If you download the NetLogo application, this model is included. (You can also run this model in your browser, but we don't recommend it; details here.) |

## WHAT IS IT?

This project displays the common natural phenomenon expressed by the inverse-square law. Essentially this displays what happens when the strength of the force between two objects varies inversely with the square of the distance between these two objects. In this case, the formula used is the standard formula for the Law of Gravitational Attraction:

> (m1 * m2 * G) / r<sup>2</sup>

This particular model demonstrates the effect of gravity upon a system of interdependent particles. You will see each particle in the collection of small masses (each of the n bodies, n being the total number of particles present in the system) exert gravitational pull upon all others, resulting in unpredictable, chaotic behavior.

## HOW TO USE IT

First select the number of particles with the NUMBER slider.

The SYMMETRICAL-SETUP? switch determines whether or not the particles' initial velocities will sum to zero. If On, they will. Their initial positions will also be randomly, but symmetrically, distributed across the world. If SYMMETRICAL-SETUP? is Off, each particle will have a randomly determined mass, initial velocity, and initial position.

MAX-INITIAL-MASS and MAX-INITIAL-SPEED determine the maximum initial values of each particle's mass and velocity. The actual initial values will be randomly distributed in the range from zero to the values specified.

The FADE-RATE slider controls the percent of color that the paths marked by the particles fade after each cycle. Thus at 100% there won't be any paths as they fade immediately, and at 0% the paths won't fade at all. With this you can see the ellipses and parabolas formed by different particles' travels.

The KEEP-CENTERED? switch controls whether the simulation will re-center itself after each cycle. When On, the system will shift the positions of the particles so that the center of mass is at the origin (0, 0).

If you want to design your own custom system, press SETUP to initialize the model, and then use the CREATE-PARTICLE button to create a particle with the settings set with the INITIAL-VELOCITY-X, INITIAL-VELOCITY-Y, INITIAL-MASS, and PARTICLE-COLOR sliders. Particles are created by clicking in the View where you want to place the particle while the CREATE-PARTICLE button is running. (Note, if KEEP-CENTERED? is On the particles will always move so that the center of mass is at the origin.)

After you have set the sliders to the desired levels, press SETUP to initialize all particles, or SETUP TWO-PLANET to setup a predesigned stable two-planet system. Next, press GO to begin running the simulation. You have two choices: you can either let it run without stopping (the GO forever button), or you can just advance the simulation by one time-step (the GO ONCE button). It may be useful to step through the simulation moment by moment, so that you can carefully watch the interaction of the particles.

## THINGS TO NOTICE

The most important thing to observe is the behavior of the particles. Notice how (and to what degree) the initial conditions influence the model.

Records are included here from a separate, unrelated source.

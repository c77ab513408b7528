//! Resilient socket transport to the viewer.
//!
//! This module owns the network side of the logger: a dedicated worker
//! thread walks the `Idle → Discovering → Connecting → Handshaking →
//! Streaming → Reconnecting → Stopped` state machine, draining the ring
//! buffer onto the active connection and reconnecting with capped
//! exponential backoff when the connection drops. Logging threads never
//! perform socket I/O.

mod backoff;
mod conn;
mod state;
pub(crate) mod worker;

#[cfg(test)]
mod tests;

pub use backoff::{
    BackoffPolicy, DEFAULT_BACKOFF_BASE, DEFAULT_BACKOFF_CAP, DEFAULT_BACKOFF_RESET,
};
pub use conn::{Endpoint, TlsOptions};
pub use state::TransportState;

pub(crate) use state::StateCell;
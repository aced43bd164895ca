//! Unit and mountpoint enumeration.
//!
//! Queries run one command and filter its output here rather than in a shell
//! pipeline, so callers can act on (and fail on) each item separately.

use crate::host::{CommandExecutor, HostCommand, Logger};

pub fn daemon_reload() -> HostCommand {
    HostCommand::new("systemctl").arg("daemon-reload")
}

pub fn list_unit_files() -> HostCommand {
    HostCommand::new("systemctl").arg("list-unit-files")
}

pub fn stop(unit: &str) -> HostCommand {
    HostCommand::new("systemctl").arg("stop").arg(unit)
}

pub fn is_active(unit: &str) -> HostCommand {
    HostCommand::new("systemctl").arg("is-active").arg(unit)
}

pub fn list_mountpoints() -> HostCommand {
    HostCommand::new("lsblk").args(["-r", "-o", "MOUNTPOINT"])
}

pub fn umount(mountpoint: &str) -> HostCommand {
    HostCommand::new("umount").arg(mountpoint)
}

/// First column of every `list-unit-files` line that contains `filter`.
pub fn matching_units(listing: &str, filter: &str) -> Vec<String> {
    listing
        .lines()
        .filter(|line| line.contains(filter))
        .filter_map(|line| line.split_whitespace().next())
        .map(str::to_string)
        .collect()
}

/// Mountpoints from `lsblk -r -o MOUNTPOINT` output that contain `filter`.
pub fn matching_mountpoints(listing: &str, filter: &str) -> Vec<String> {
    listing
        .lines()
        .map(str::trim)
        .filter(|line| !line.is_empty() && line.contains(filter))
        .map(str::to_string)
        .collect()
}

/// Installed units whose listing line contains `filter`.
///
/// A listing that cannot be produced is logged and reads as no units.
pub fn query_units(
    executor: &dyn CommandExecutor,
    logger: &dyn Logger,
    filter: &str,
) -> Vec<String> {
    query(executor, logger, &list_unit_files())
        .map(|listing| matching_units(&listing, filter))
        .unwrap_or_default()
}

/// Raw mountpoint listing, or `None` when `lsblk` failed.
pub fn query_mountpoints(executor: &dyn CommandExecutor, logger: &dyn Logger) -> Option<String> {
    query(executor, logger, &list_mountpoints())
}

fn query(
    executor: &dyn CommandExecutor,
    logger: &dyn Logger,
    command: &HostCommand,
) -> Option<String> {
    match executor.execute(command, false) {
        Ok(output) if output.success() => Some(output.stdout),
        Ok(output) => {
            logger.log(&format!(
                "`{command}` exited with status {}: {}",
                output.status,
                output.diagnostic()
            ));
            None
        }
        Err(err) => {
            logger.log(&format!("`{command}` could not run: {err}"));
            None
        }
    }
}

#[cfg(test)]
mod tests {
    use super::*;
    use crate::host::CommandOutput;
    use crate::testing::{FakeExecutor, Journal, MemoryLogger};

    const UNIT_FILES: &str = "\
UNIT FILE                                  STATE           VENDOR PRESET
snap-core18-2128.mount                     enabled         enabled
snap-lxd-21029.mount                       enabled         enabled
snapd.apparmor.service                     enabled         enabled
snapd.service                              enabled         enabled
ssh.service                                enabled         enabled
walinuxagent.service                       enabled         enabled

6 unit files listed.
";

    const MOUNTPOINTS: &str = "\
MOUNTPOINT
/snap/core18/2128
/snap/lxd/21029
/snap/snapd/12704

/boot/efi
/
";

    #[test]
    fn units_are_filtered_by_substring() {
        assert_eq!(
            matching_units(UNIT_FILES, "snap"),
            vec![
                "snap-core18-2128.mount",
                "snap-lxd-21029.mount",
                "snapd.apparmor.service",
                "snapd.service",
            ]
        );
    }

    #[test]
    fn no_matching_units_yields_empty_list() {
        assert!(matching_units(UNIT_FILES, "docker").is_empty());
    }

    #[test]
    fn mountpoints_are_filtered_by_substring() {
        assert_eq!(
            matching_mountpoints(MOUNTPOINTS, "/snap/lxd"),
            vec!["/snap/lxd/21029"]
        );
        assert_eq!(
            matching_mountpoints(MOUNTPOINTS, "/snap/core18"),
            vec!["/snap/core18/2128"]
        );
        assert!(matching_mountpoints(MOUNTPOINTS, "/snap/gnome").is_empty());
    }

    #[test]
    fn failed_listing_reads_as_no_units() {
        let journal = Journal::default();
        let executor = FakeExecutor::new(journal);
        executor.respond(
            "systemctl list-unit-files",
            CommandOutput {
                status: 1,
                stdout: String::new(),
                stderr: "System has not been booted with systemd".into(),
            },
        );
        let logger = MemoryLogger::default();

        assert!(query_units(&executor, &logger, "snap").is_empty());
        assert!(logger.contains("System has not been booted with systemd"));
    }

    #[test]
    fn successful_listing_is_filtered() {
        let journal = Journal::default();
        let executor = FakeExecutor::new(journal);
        executor.respond(
            "systemctl list-unit-files",
            CommandOutput {
                status: 0,
                stdout: UNIT_FILES.into(),
                stderr: String::new(),
            },
        );

        let units = query_units(&executor, &MemoryLogger::default(), "snapd");
        assert_eq!(units, vec!["snapd.apparmor.service", "snapd.service"]);
    }
}
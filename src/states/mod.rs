//! Concrete encryption states.

mod prereq;

pub use prereq::{insert_kill_mode, PrereqState, PREREQ_STATE};
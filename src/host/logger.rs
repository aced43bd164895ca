//! Logging sink handed to every state.

/// Fire-and-forget message sink.
pub trait Logger: Send + Sync {
    fn log(&self, message: &str);
}

/// Forwards to the `log` facade; the binary decides where records end up.
#[derive(Debug, Clone, Copy, Default)]
pub struct LogLogger;

impl Logger for LogLogger {
    fn log(&self, message: &str) {
        log::info!(target: "cryptprep", "{message}");
    }
}
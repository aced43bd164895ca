//! Error types shared by every state and the driver.
//!
//! Anything returned as `Err` from a state is fatal: the driver stops and hands the
//! error to whoever owns the workflow run. Best-effort steps never produce one.

use crate::checkpoint::CheckpointError;
use crate::machine::BuildError;
use std::fmt;
use std::path::PathBuf;
use std::time::Duration;
use thiserror::Error;

/// Which early-boot artifact a [`EncryptionError::MissingScript`] refers to.
#[derive(Debug, Clone, Copy, PartialEq, Eq)]
pub enum ScriptKind {
    Hook,
    Boot,
}

impl fmt::Display for ScriptKind {
    fn fmt(&self, f: &mut fmt::Formatter<'_>) -> fmt::Result {
        match self {
            ScriptKind::Hook => f.write_str("Hook"),
            ScriptKind::Boot => f.write_str("Boot"),
        }
    }
}

/// Errors that abort an encryption workflow run.
#[derive(Debug, Error)]
pub enum EncryptionError {
    #[error("encryption state machine for {supported} called for distro {family} {version}")]
    UnsupportedDistro {
        supported: String,
        family: String,
        version: String,
    },

    #[error("{kind} script not found at path: {}", path.display())]
    MissingScript { kind: ScriptKind, path: PathBuf },

    #[error("command `{command}` exited with status {status}: {output}")]
    CommandFailed {
        command: String,
        status: i32,
        output: String,
    },

    #[error("command `{command}` timed out after {timeout:?}")]
    CommandTimedOut { command: String, timeout: Duration },

    #[error("{}: {source}", path.display())]
    File {
        path: PathBuf,
        #[source]
        source: std::io::Error,
    },

    #[error(transparent)]
    Io(#[from] std::io::Error),

    #[error("invalid configuration: {0}")]
    InvalidConfig(String),

    #[error("state '{state}' did not complete after {attempts} attempt(s)")]
    StateIncomplete { state: String, attempts: usize },

    #[error(transparent)]
    Checkpoint(#[from] CheckpointError),

    #[error(transparent)]
    Build(#[from] BuildError),
}

impl EncryptionError {
    /// Attach the offending path to an I/O failure.
    pub fn file(path: impl Into<PathBuf>, source: std::io::Error) -> Self {
        EncryptionError::File {
            path: path.into(),
            source,
        }
    }
}

pub type EncryptionResult<T> = Result<T, EncryptionError>;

Compare the two different modes of the model, with SYMMETRICAL-SETUP? On and Off. Observe the initial symmetry of the zero-summed system, and what happens to it. Why do you think this is?

As each particle acts on all the others, the number of particles present directly affects the run of the model. Every additional body changes the center of mass of the system. Watch what happens with 2 bodies, 4 bodies, etc... How is the behavior different?

It may seem strange to think of n discrete particles exerting small forces on one other particle, determining its behavior. However, you can think of it as just one large force emanating from the center of mass of the system. Watch as the center of mass changes over time. In the main procedure, `go`, look at the two lines of code where each body's position (xc, yc) is established- we shift each particle back towards the center of mass. As no other forces are present in the model (the n-bodies represent a closed system), our real positions are relative, defined only in relation to the center of mass itself. Recall Newton's third law, which states that for each internal force acting on a particle, it exerts an equal but opposite force on another particle. Hence the internal forces cancel out, and we have no net force acting on the center of mass. (If particle 1 exerts a force on particle 2, then particle 2 exerts the same force on particle 1. Run the model with just two particles to watch this in action.)

## THINGS TO TRY

Compare this model to the other inverse square model, 'Gravitation'. Look at the paths made by the two different groups of particles. What do you notice about each group? How would you explain the types of paths made by each model?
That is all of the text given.